If you claimed had yearly experience, why don't you use your knowledge to sort thing out?
I think Lisa Su as usual is intentionally vague. Navi was not designed for ray tracing. Remenber that Navi was supposed to launch early 2018, even before Turing. If a Navi family chip shows up with some kind of ray tracing support, it will be something primitive thrown in relatively late in the design process, and nothing integrated like Turing. If your use case is primarily gaming, I suggest to wait one more cycle, and when you upgrade you also buy something one tier up so it lasts longer. I generally recommend upgrading when you "need" more performance, and there is something significantly better available.
And BTW, unlike what a certain YouTuber claim, the rest of the GPU will not idle when tracing rays, it's not like one part is used for legacy games and one part for ray tracing. The RT cores will only accelerate the tracing of the rays, not give you a finished picture by themselves. The SMs will be active all the time, plus TMUs etc. too.

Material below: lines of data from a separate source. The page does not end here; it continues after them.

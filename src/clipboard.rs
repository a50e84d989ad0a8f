use arboard::Clipboard;
use thiserror::Error;

const MAX_CLIPBOARD_BYTES: usize = 1024 * 1024;

#[derive(Error, Debug)]
pub enum ClipboardError {
    #[error("nothing to copy")]
    Empty,
    #[error("text too large for clipboard ({0} bytes)")]
    TooLarge(usize),
    #[error("clipboard unavailable: {0}")]
    Unavailable(#[from] arboard::Error),
}

pub trait ClipboardProvider {
    fn set_text(&mut self, text: &str) -> Result<(), ClipboardError>;
}

/// The system clipboard via arboard.
pub struct SystemClipboard {
    clipboard: Clipboard,
}

impl SystemClipboard {
    pub fn new() -> Result<Self, ClipboardError> {
        Ok(Self {
            clipboard: Clipboard::new()?,
        })
    }
}

impl ClipboardProvider for SystemClipboard {
    fn set_text(&mut self, text: &str) -> Result<(), ClipboardError> {
        self.clipboard.set_text(text)?;
        Ok(())
    }
}

fn validate(text: &str) -> Result<(), ClipboardError> {
    if text.is_empty() {
        return Err(ClipboardError::Empty);
    }
    if text.len() > MAX_CLIPBOARD_BYTES {
        return Err(ClipboardError::TooLarge(text.len()));
    }
    Ok(())
}

pub fn copy_with(provider: &mut dyn ClipboardProvider, text: &str) -> Result<(), ClipboardError> {
    validate(text)?;
    provider.set_text(text)
}

/// Copies through the clipboard in `slot`, opening it on first use. The handle
/// stays open: some X11 setups drop the contents when it closes.
pub fn copy_cached(slot: &mut Option<SystemClipboard>, text: &str) -> Result<(), ClipboardError> {
    validate(text)?;
    let clipboard = match slot.take() {
        Some(clipboard) => clipboard,
        None => SystemClipboard::new()?,
    };
    copy_with(slot.insert(clipboard), text)
}

#[cfg(test)]
mod tests {
    use super::*;

    #[derive(Default)]
    struct MockClipboard {
        text: Option<String>,
    }

    impl ClipboardProvider for MockClipboard {
        fn set_text(&mut self, text: &str) -> Result<(), ClipboardError> {
            self.text = Some(text.to_string());
            Ok(())
        }
    }

    #[test]
    fn copies_payload() {
        let mut clipboard = MockClipboard::default();
        copy_with(&mut clipboard, "WIFI:S:Home;T:none;;").expect("copy");
        assert_eq!(clipboard.text.as_deref(), Some("WIFI:S:Home;T:none;;"));
    }

    #[test]
    fn rejects_empty_and_oversized_text() {
        let mut clipboard = MockClipboard::default();
        assert!(matches!(copy_with(&mut clipboard, ""), Err(ClipboardError::Empty)));

        let huge = "x".repeat(MAX_CLIPBOARD_BYTES + 1);
        assert!(matches!(
            copy_with(&mut clipboard, &huge),
            Err(ClipboardError::TooLarge(_))
        ));
        assert!(clipboard.text.is_none());
    }
}
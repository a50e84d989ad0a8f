use chrono::NaiveDate;

use super::classify::CategoryKey;
use super::record::HistoryRecord;

/// Type tab selection for the history list. `None` shows every record.
#[derive(Debug, Clone, Copy, PartialEq, Eq, Default)]
pub struct TypeFilter(pub Option<CategoryKey>);

impl TypeFilter {
    pub const ALL: TypeFilter = TypeFilter(None);

    pub fn label(&self) -> &'static str {
        match self.0 {
            None => "All",
            Some(key) => key.keyword(),
        }
    }

    pub fn tabs() -> impl Iterator<Item = TypeFilter> {
        std::iter::once(TypeFilter::ALL)
            .chain(CategoryKey::FILTERABLE.into_iter().map(|k| TypeFilter(Some(k))))
    }

    pub fn next(self) -> Self {
        let tabs: Vec<_> = Self::tabs().collect();
        let idx = tabs.iter().position(|t| *t == self).unwrap_or(0);
        tabs[(idx + 1) % tabs.len()]
    }

    pub fn prev(self) -> Self {
        let tabs: Vec<_> = Self::tabs().collect();
        let idx = tabs.iter().position(|t| *t == self).unwrap_or(0);
        tabs[(idx + tabs.len() - 1) % tabs.len()]
    }

    pub fn matches(&self, record: &HistoryRecord) -> bool {
        match self.0 {
            None => true,
            Some(key) => key.matches(record.category()),
        }
    }
}

/// Records passing the type filter whose payload or category contains `query`
/// (case-insensitive). Order is preserved.
pub fn filter_records<'a>(
    records: &'a [HistoryRecord],
    filter: TypeFilter,
    query: &str,
) -> Vec<&'a HistoryRecord> {
    let query = query.trim().to_lowercase();
    records
        .iter()
        .filter(|r| filter.matches(r))
        .filter(|r| {
            query.is_empty()
                || r.payload().to_lowercase().contains(&query)
                || r.category().to_lowercase().contains(&query)
        })
        .collect()
}

/// Groups by `YYYY-MM-DD`, newest date first; order inside a group is kept.
pub fn group_by_date<'a>(records: &[&'a HistoryRecord]) -> Vec<(String, Vec<&'a HistoryRecord>)> {
    let mut groups: Vec<(String, Vec<&'a HistoryRecord>)> = Vec::new();
    for &record in records {
        match groups.iter_mut().find(|(date, _)| date == record.date()) {
            Some((_, items)) => items.push(record),
            None => groups.push((record.date().to_string(), vec![record])),
        }
    }
    groups.sort_by(|a, b| b.0.cmp(&a.0));
    groups
}

/// Heading for a `YYYY-MM-DD` group relative to `today`.
pub fn date_label(date: &str, today: NaiveDate) -> String {
    match NaiveDate::parse_from_str(date, "%Y-%m-%d") {
        Ok(day) if day == today => "Today".to_string(),
        Ok(day) if today.pred_opt() == Some(day) => "Yesterday".to_string(),
        Ok(day) => day.format("%a %d %b %Y").to_string(),
        Err(_) => date.to_string(),
    }
}

#[cfg(test)]
mod tests {
    use super::*;
    use crate::domain::Argb;

    fn record(category: &str, payload: &str, created_at: &str) -> HistoryRecord {
        HistoryRecord::from_parts(
            uuid::Uuid::new_v4().to_string(),
            category,
            payload,
            created_at,
            Argb::BLACK,
            Argb::WHITE,
        )
    }

    #[test]
    fn tabs_cycle() {
        assert_eq!(TypeFilter::tabs().count(), 8);
        assert_eq!(TypeFilter::ALL.next(), TypeFilter(Some(CategoryKey::Email)));
        assert_eq!(TypeFilter::ALL.prev(), TypeFilter(Some(CategoryKey::Wifi)));
        assert_eq!(TypeFilter(Some(CategoryKey::Wifi)).next(), TypeFilter::ALL);
        assert_eq!(TypeFilter::ALL.label(), "All");
    }

    #[test]
    fn filter_by_type_and_query() {
        let records = vec![
            record("URL QR", "https://example.com", "2024-05-02 10:00"),
            record("Text QR", "hello world", "2024-05-02 09:00"),
            record("Scanned", "https://rust-lang.org", "2024-05-01 08:00"),
        ];

        let urls = filter_records(&records, TypeFilter(Some(CategoryKey::Url)), "");
        assert_eq!(urls.len(), 1);

        let https = filter_records(&records, TypeFilter::ALL, "HTTPS");
        assert_eq!(https.len(), 2);
        assert_eq!(https[0].category(), "URL QR");

        let by_category = filter_records(&records, TypeFilter::ALL, "scan");
        assert_eq!(by_category.len(), 1);

        assert!(filter_records(&records, TypeFilter(Some(CategoryKey::Wifi)), "").is_empty());
    }

    #[test]
    fn groups_newest_date_first() {
        let records = vec![
            record("Text QR", "b", "2024-05-01 10:00"),
            record("Text QR", "c", "2024-05-02 10:00"),
            record("Text QR", "a", "2024-05-01 09:00"),
        ];
        let refs: Vec<&HistoryRecord> = records.iter().collect();
        let groups = group_by_date(&refs);
        assert_eq!(groups.len(), 2);
        assert_eq!(groups[0].0, "2024-05-02");
        assert_eq!(groups[1].0, "2024-05-01");
        assert_eq!(groups[1].1[0].payload(), "b");
        assert_eq!(groups[1].1[1].payload(), "a");
    }

    #[test]
    fn date_labels() {
        let today = NaiveDate::from_ymd_opt(2024, 5, 2).expect("date");
        assert_eq!(date_label("2024-05-02", today), "Today");
        assert_eq!(date_label("2024-05-01", today), "Yesterday");
        assert_eq!(date_label("2024-04-30", today), "Tue 30 Apr 2024");
        assert_eq!(date_label("garbage", today), "garbage");
    }
}
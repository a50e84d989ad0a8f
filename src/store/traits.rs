use std::sync::Arc;

use async_trait::async_trait;
use thiserror::Error;
use tokio::sync::watch;

use crate::domain::HistoryRecord;

#[derive(Error, Debug)]
pub enum StoreError {
    #[error("database error: {0}")]
    Database(#[from] rusqlite::Error),
    #[error("io error: {0}")]
    Io(#[from] std::io::Error),
    #[error("store lock poisoned")]
    LockPoisoned,
    #[error("background task failed: {0}")]
    Task(String),
    #[error("history worker stopped")]
    WorkerStopped,
}

pub type StoreResult<T> = Result<T, StoreError>;

/// Every record in the store, newest first.
pub type Snapshot = Arc<Vec<HistoryRecord>>;

#[async_trait]
pub trait HistoryStore: Send + Sync {
    /// Inserts, replacing any record with the same id.
    async fn insert(&self, record: HistoryRecord) -> StoreResult<()>;

    /// Removes the record with `record.id`; absent records are not an error.
    async fn delete(&self, record: &HistoryRecord) -> StoreResult<()>;

    /// Removes every record, returning how many were removed. The emptiness
    /// check and the delete are one step; an empty store is not written to.
    async fn clear(&self) -> StoreResult<usize>;

    async fn get_by_id(&self, id: &str) -> StoreResult<Option<HistoryRecord>>;

    async fn count(&self) -> StoreResult<usize>;

    /// Live view, republished after every successful mutation.
    fn observe_all(&self) -> watch::Receiver<Snapshot>;
}
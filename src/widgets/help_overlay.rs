use ratatui::layout::Rect;
use ratatui::style::{Modifier, Style};
use ratatui::text::{Line, Span};
use ratatui::widgets::{Block, Borders, Clear, Paragraph};
use ratatui::Frame;

use super::centered_rect;
use crate::app::View;
use crate::input::commands::COMMANDS;
use crate::theme::Palette;

pub fn render(view: View, palette: &Palette, frame: &mut Frame, area: Rect) {
    let mut lines = vec![];

    lines.push(Line::from(""));
    lines.push(section(palette, "Navigation"));
    lines.push(binding(palette, "j / k / Up / Down", "Move (scroll in detail)"));
    lines.push(binding(palette, "gg / G", "Go to top / bottom"));
    lines.push(binding(palette, "Ctrl+D / Ctrl+U", "Page down / up"));
    match view {
        View::List => {
            lines.push(binding(palette, "Enter", "Open detail"));
            lines.push(binding(palette, "Tab / Shift+Tab", "Next / previous type"));
            lines.push(binding(palette, "/ (slash)", "Search payload and category"));
        }
        View::Detail => lines.push(binding(palette, "Esc", "Back to list")),
    }

    lines.push(Line::from(""));
    lines.push(section(palette, "Items"));
    lines.push(binding(palette, "y", "Copy payload to clipboard"));
    lines.push(binding(palette, "d", "Delete item"));
    lines.push(binding(palette, "C (shift+c)", "Clear all history"));

    lines.push(Line::from(""));
    lines.push(section(palette, "Commands (fields separated by |)"));
    for cmd in COMMANDS {
        lines.push(binding(palette, cmd.usage, cmd.description));
    }

    lines.push(Line::from(""));
    lines.push(section(palette, "General"));
    lines.push(binding(palette, "?", "Toggle this help"));
    lines.push(binding(palette, "q / Ctrl+C", "Quit"));

    let height = (lines.len() as u16 + 2).min(area.height.saturating_sub(2));
    let modal_area = centered_rect(80, height, area);
    frame.render_widget(Clear, modal_area);

    let block = Block::default()
        .borders(Borders::ALL)
        .border_style(Style::default().fg(palette.accent))
        .style(Style::default().bg(palette.bg_surface))
        .title(" Help (? to close) ");

    let paragraph = Paragraph::new(lines).block(block);
    frame.render_widget(paragraph, modal_area);
}

fn section<'a>(palette: &Palette, title: &'a str) -> Line<'a> {
    Line::from(Span::styled(
        format!("  {}", title),
        Style::default()
            .fg(palette.accent)
            .add_modifier(Modifier::BOLD),
    ))
}

fn binding<'a>(palette: &Palette, key: &'a str, desc: &'a str) -> Line<'a> {
    Line::from(vec![
        Span::styled(format!("    {:<52}", key), Style::default().fg(palette.yellow)),
        Span::styled(desc, Style::default().fg(palette.text)),
    ])
}
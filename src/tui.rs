use std::io;

use crossterm::{
    execute,
    terminal::{disable_raw_mode, enable_raw_mode, EnterAlternateScreen, LeaveAlternateScreen},
};
use ratatui::backend::CrosstermBackend;
use ratatui::Terminal;

pub type Tui = Terminal<CrosstermBackend<io::Stdout>>;

pub fn init() -> io::Result<Tui> {
    execute!(io::stdout(), EnterAlternateScreen)?;
    enable_raw_mode()?;
    let terminal = Terminal::new(CrosstermBackend::new(io::stdout()))?;

    // Restore the terminal before the panic message is printed
    let original_hook = std::panic::take_hook();
    std::panic::set_hook(Box::new(move |panic| {
        if let Err(e) = restore() {
            eprintln!("failed to restore terminal: {}", e);
        }
        original_hook(panic);
    }));

    Ok(terminal)
}

pub fn restore() -> io::Result<()> {
    disable_raw_mode()?;
    execute!(io::stdout(), LeaveAlternateScreen)?;
    Ok(())
}
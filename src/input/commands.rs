use std::path::PathBuf;

use thiserror::Error;

use crate::domain::{preset_color, Argb, CategoryKey, ColorError, TypeFilter, RECENT_COLOR_PICKS};
use crate::payload::{PayloadError, QrRequest, WifiSecurity};
use crate::theme::ThemeMode;

/// Separator between the fields of multi-field commands.
pub const FIELD_SEPARATOR: char = '|';

pub struct CommandDef {
    pub name: &'static str,
    pub aliases: &'static [&'static str],
    pub usage: &'static str,
    pub description: &'static str,
}

pub static COMMANDS: &[CommandDef] = &[
    CommandDef {
        name: "text",
        aliases: &["t"],
        usage: ":text <content>",
        description: "Generate a plain text code",
    },
    CommandDef {
        name: "url",
        aliases: &["u"],
        usage: ":url <address>",
        description: "Generate a link code (https:// added when missing)",
    },
    CommandDef {
        name: "email",
        aliases: &["mail"],
        usage: ":email <address> | [subject] | [body]",
        description: "Generate a mailto code",
    },
    CommandDef {
        name: "sms",
        aliases: &[],
        usage: ":sms <phone> | [message]",
        description: "Generate an SMS code",
    },
    CommandDef {
        name: "tweet",
        aliases: &["tw"],
        usage: ":tweet <text>",
        description: "Generate a tweet intent code",
    },
    CommandDef {
        name: "profile",
        aliases: &["tp"],
        usage: ":profile <@username>",
        description: "Generate a Twitter profile code",
    },
    CommandDef {
        name: "wifi",
        aliases: &["wf"],
        usage: ":wifi <ssid> | [password] | [none|WPA|WEP] | [hidden]",
        description: "Generate a WiFi network code",
    },
    CommandDef {
        name: "scan",
        aliases: &["sc"],
        usage: ":scan <content>",
        description: "Record scanned content",
    },
    CommandDef {
        name: "fg",
        aliases: &["foreground"],
        usage: ":fg <#RRGGBB|name|1-6>",
        description: "Set the foreground color for new codes",
    },
    CommandDef {
        name: "bg",
        aliases: &["background"],
        usage: ":bg <#RRGGBB|name|1-6>",
        description: "Set the background color for new codes",
    },
    CommandDef {
        name: "colors",
        aliases: &["palette"],
        usage: ":colors [clear]",
        description: "List recent and preset colors",
    },
    CommandDef {
        name: "theme",
        aliases: &[],
        usage: ":theme [dark|light|contrast]",
        description: "Switch the interface theme",
    },
    CommandDef {
        name: "filter",
        aliases: &["f"],
        usage: ":filter <all|email|url|text|scanned|sms|twitter|wifi>",
        description: "Show only one type of code",
    },
    CommandDef {
        name: "export",
        aliases: &["x"],
        usage: ":export <file.json>",
        description: "Write the listed items to a JSON file",
    },
    CommandDef {
        name: "clear",
        aliases: &[],
        usage: ":clear",
        description: "Delete all history",
    },
    CommandDef {
        name: "quit",
        aliases: &["q"],
        usage: ":quit",
        description: "Quit qrkeep",
    },
    CommandDef {
        name: "help",
        aliases: &["h"],
        usage: ":help",
        description: "Show help",
    },
];

#[derive(Debug, Clone, PartialEq, Eq)]
pub enum Command {
    Generate(QrRequest),
    Foreground(ColorChoice),
    Background(ColorChoice),
    Colors,
    ClearColors,
    /// `None` toggles between dark and light.
    Theme(Option<ThemeMode>),
    Filter(TypeFilter),
    Export(PathBuf),
    Clear,
    Help,
    Quit,
}

/// Color argument of `:fg` and `:bg`.
#[derive(Debug, Clone, Copy, PartialEq, Eq)]
pub enum ColorChoice {
    Exact(Argb),
    /// 1-based index into the recent colors.
    Recent(usize),
}

impl ColorChoice {
    /// A single digit picks a recent color, then preset names, then hex.
    pub fn parse(input: &str) -> Result<Self, ColorError> {
        let input = input.trim();
        if let Ok(n) = input.parse::<usize>() {
            if input.len() == 1 && (1..=RECENT_COLOR_PICKS).contains(&n) {
                return Ok(Self::Recent(n));
            }
        }
        if let Some(color) = preset_color(input) {
            return Ok(Self::Exact(color));
        }
        Argb::parse_hex(input).map(Self::Exact)
    }
}

#[derive(Error, Debug, Clone, PartialEq, Eq)]
pub enum CommandError {
    #[error("unknown command: {0}")]
    Unknown(String),
    #[error("usage: {0}")]
    Usage(&'static str),
    #[error("unknown filter: {0}")]
    UnknownFilter(String),
    #[error("unknown theme: {0}")]
    UnknownTheme(String),
    #[error(transparent)]
    Payload(#[from] PayloadError),
    #[error(transparent)]
    Color(#[from] ColorError),
}

pub fn matching_commands(input: &str) -> Vec<&'static CommandDef> {
    let input_lower = input.to_lowercase();
    COMMANDS
        .iter()
        .filter(|cmd| {
            cmd.name.starts_with(&input_lower)
                || cmd.aliases.iter().any(|a| a.starts_with(&input_lower))
        })
        .collect()
}

/// Exact name or alias lookup.
pub fn find_command(name: &str) -> Option<&'static CommandDef> {
    let name = name.to_lowercase();
    COMMANDS
        .iter()
        .find(|cmd| cmd.name == name || cmd.aliases.contains(&name.as_str()))
}

pub fn parse_command(input: &str) -> Result<Command, CommandError> {
    let input = input.trim_start();
    let (word, raw_args) = input.split_once(' ').unwrap_or((input, ""));
    let args = raw_args.trim();

    let def = find_command(word).ok_or_else(|| CommandError::Unknown(word.to_string()))?;
    let usage = || CommandError::Usage(def.usage);

    let command = match def.name {
        "text" => Command::Generate(QrRequest::Text(args.to_string())),
        "url" => Command::Generate(QrRequest::Url(args.to_string())),
        "email" => {
            let [address, subject, body] = trimmed(fields::<3>(raw_args));
            Command::Generate(QrRequest::Email {
                address,
                subject,
                body,
            })
        }
        "sms" => {
            let [phone_number, message] = trimmed(fields::<2>(raw_args));
            Command::Generate(QrRequest::Sms {
                phone_number,
                message,
            })
        }
        "tweet" => Command::Generate(QrRequest::Tweet(args.to_string())),
        "profile" => Command::Generate(QrRequest::TwitterProfile(args.to_string())),
        "wifi" => {
            let [ssid, password, security, hidden] = fields::<4>(raw_args);
            let [ssid, security, hidden] = trimmed([ssid, security, hidden]);
            let password = unpad(password).to_string();
            let security = if security.is_empty() {
                if password.is_empty() {
                    WifiSecurity::None
                } else {
                    WifiSecurity::Wpa
                }
            } else {
                WifiSecurity::parse(&security)?
            };
            let hidden = matches!(
                hidden.to_ascii_lowercase().as_str(),
                "hidden" | "h" | "yes" | "true"
            );
            Command::Generate(QrRequest::Wifi {
                ssid,
                password,
                security,
                hidden,
            })
        }
        "scan" => Command::Generate(QrRequest::Scanned(args.to_string())),
        "fg" | "bg" => {
            if args.is_empty() {
                return Err(usage());
            }
            let color = ColorChoice::parse(args)?;
            if def.name == "fg" {
                Command::Foreground(color)
            } else {
                Command::Background(color)
            }
        }
        "colors" => match args.to_ascii_lowercase().as_str() {
            "" => Command::Colors,
            "clear" => Command::ClearColors,
            _ => return Err(usage()),
        },
        "theme" => {
            if args.is_empty() {
                Command::Theme(None)
            } else {
                let mode = ThemeMode::parse(args)
                    .ok_or_else(|| CommandError::UnknownTheme(args.to_string()))?;
                Command::Theme(Some(mode))
            }
        }
        "filter" => {
            if args.is_empty() || args.eq_ignore_ascii_case("all") {
                Command::Filter(TypeFilter::ALL)
            } else {
                let key = CategoryKey::from_keyword(args)
                    .ok_or_else(|| CommandError::UnknownFilter(args.to_string()))?;
                Command::Filter(TypeFilter(Some(key)))
            }
        }
        "export" => {
            if args.is_empty() {
                return Err(usage());
            }
            Command::Export(PathBuf::from(args))
        }
        "clear" => Command::Clear,
        "help" => Command::Help,
        "quit" => Command::Quit,
        _ => return Err(CommandError::Unknown(word.to_string())),
    };
    Ok(command)
}

/// Splits `args` on [`FIELD_SEPARATOR`] into exactly `N` raw fields. Missing
/// fields are empty; extra separators stay in the last field.
fn fields<const N: usize>(args: &str) -> [&str; N] {
    let mut out = [""; N];
    for (slot, part) in out.iter_mut().zip(args.splitn(N, FIELD_SEPARATOR)) {
        *slot = part;
    }
    out
}

fn trimmed<const N: usize>(fields: [&str; N]) -> [String; N] {
    fields.map(|f| f.trim().to_string())
}

/// Drops the single space either side of a separator, keeping any other
/// whitespace. Passphrases may start or end with spaces.
fn unpad(field: &str) -> &str {
    let field = field.strip_prefix(' ').unwrap_or(field);
    field.strip_suffix(' ').unwrap_or(field)
}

Edit: Just to be clear, as years go by, Turing will surely go down in history as a crude RTRT implementation. That much is certain. But since no hardware we have now is particularly suited to what these cores do (BVH handling), it's is very possible their tasks cannot simply be folded onto traditional (or even enhanced) shaders, so the need for dedicated hardware will remain.
Intel have a tough times ahead of them, just being able to "print" 10nm/7nm CPUs it's half of the problem the other half is either getting them to clock 5GHz or introduce better much better architecture to compensate for lower clocks while the technology is up to speed.
IMO I Ryzen 2 is a letdown in my eyes clockwise I didn't believe the 5GHz rumors but I was expecting at least 4.6GHz.
But I guess if people are happy with what Ryzen 2 offers it leaves a lot of room for improvement for Ryzen 3.
AMD got its own version of Variable Refresh Rate in DisplayPort and HDMI standards. End of story.